Part cultural insights, part data-driven foresight, part business analysis and part creative genius; the role of the creative strategist in an advertising or marketing agency is commonly misrepresented, misunderstood and even undervalued. Creative strategists themselves often find the response challenging when questioned about what it is that they do. Selma Bambur, ex-Creative Strategist for Dyson and Jaguar describes the angst-inducing task of explaining her job at a dinner party. Bambur notes that unwitting enquirers are either left thinking she is an “unhinged lunatic” or they “get bored of their own line of enquiry.” The question, she states, leaves her with a sense of foreboding.
Others take a more direct approach. Whilst talking to Campaign Live, Michael Wachs, previous CCO of GYK Antler, describes Creative Strategy as a coalescence of emotional thinking with rational and objective research - “merging emotion and logic is the solid foundation of any creative strategy.” He describes it as a means of harnessing results by exploring the “grey area between the underlying business strategy and creative concept.”
The reason creative strategy may cause so much confusion is that it spans so many areas. creative strategists not only need to be analytical thinkers with the ability to capture, interpret and translate data and technologies into meaningful insights, but they also need creative flair to take that research right through to the conceptual and idea development stage. A creative strategist within a creative agency will know not only how to simplify a business problem, but also to develop core insights and lead the direction a campaign needs to take. Creative strategy not only surfaces and analyses human and data-driven insights but also harnesses strategic foresight intelligence and aligns with topical issues such as diversity, equity and inclusion. A strategist will even consider the technological vehicle for delivery - Mobile? AR/VR? New digital product? Creative strategy very cleverly turns knowledge and foresight into a strategic decision-making tool.
On the ground, creative strategists may be involved in leading workshops, creating customer archetypes, undertaking demographic segmentation, developing roadmaps and steering design sprints. They will champion emerging technologies, data and market trends and see them as strategic tools in driving growth. The work of a creative strategist will also follow through into conceptual and idea development. They will ensure that there is a constant alignment between the core message, brand assets and media output at all times.

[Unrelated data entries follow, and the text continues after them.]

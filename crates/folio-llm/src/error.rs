use thiserror::Error;

/// Failure talking to the completion service
#[derive(Error, Debug)]
pub enum LLMError {
    #[error("network error: {0}")]
    Network(String),

    #[error("api error: {status} - {message}")]
    Api { status: u16, message: String },

    #[error("authentication error: {0}")]
    Auth(String),

    #[error("transform error: {0}")]
    Transform(#[from] ConversionError),

    #[error("config error: {0}")]
    Config(String),

    #[error("rate limited: {0}")]
    RateLimited(String),
}

/// The completion service answered with a body we cannot use
#[derive(Error, Debug)]
pub enum ConversionError {
    #[error("JSON error: {0}")]
    Json(#[from] serde_json::Error),

    #[error("missing field: {0}")]
    MissingField(String),

    #[error("invalid format: {0}")]
    InvalidFormat(String),
}

pub type Result<T> = std::result::Result<T, LLMError>;
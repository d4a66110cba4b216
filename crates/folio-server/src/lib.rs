pub mod error;
pub mod handlers;
pub mod logging;
pub mod relay;
pub mod server;
pub mod state;

pub use error::AppError;
pub use relay::{ChatRelay, MISSING_CREDENTIAL_REPLY, RELAY_FAILURE_REPLY};
pub use server::{create_router, run_server};
pub use state::AppState;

So, why is Creative Strategy worth the investment?
Tracey Follows, previously Chief Strategy and Innovation Officer at The Future Laboratory and current Founder and CEO of Futuremade discussed the importance of strategy in creating a link between creative innovation and profit-generating media content whilst writing for the Guardian. Tracy uses the Grand Prix winner of the Integrated category at Cannes Lions 2016 - Netflix ‘House of Cards FU’ by BBH New York - to demonstrate that an awareness of the intellectual, moral, political and cultural climate - as gained through creative strategy - can provide a distinct commercial advantage.

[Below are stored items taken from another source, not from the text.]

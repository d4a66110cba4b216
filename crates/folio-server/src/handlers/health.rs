use axum::{response::IntoResponse, Json};
use serde_json::json;

/// GET /health
pub async fn health() -> impl IntoResponse {
    Json(json!({
        "status": "healthy",
        "timestamp": chrono::Utc::now().to_rfc3339(),
    }))
}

Whilst award-winning campaigns may be celebrated, are they always ‘commercially effective’? Or, is their success confined to Media Awards parties and the pages of Campaign Live? Do they just win awards, or do they also contribute to the companies bottom line? Follows uses the 2016 John Lewis Christmas ad to describe how strategic insight in combination with creative execution helped John Lewis to increase their annual profits by £33m. In contrast, she goes on to question the highly innovative, yet strategically lacking ‘The Next Rembrandt’ campaign by JWT Amsterdam for IG Bank. Winner of two Cannes Lions awards, but financially, how successful was it to IG Bank’s annual profits?
Creative strategy shouldn’t dampen creative spirit, nor should it foil big creative ideas. Creative Strategy should act as a solid starting point from which big creative can blossom in a way that will connect with both audience and brand. A strategic approach to creative ideation provides as close as you will get to a guarantee of future effectiveness - “if you have a strategy, you can mitigate your risk.” Strategy steers big, bold creative ideas, it helps them to find their place, it enhances connectedness between the campaign and the audience and drives commercial profit.
“To create innovative ideas that really connect with many people in a familiar, mainstream way, we need a great strategy as much as great design and copywriting. For if we neglect it, how are we to know whether the ideas we decide or don’t decide to green-light are destined to exist as echoes in a chamber of our own making or to be heard loudly ringing out around the real world” - Tracey Fellows, CEO of Futuremade.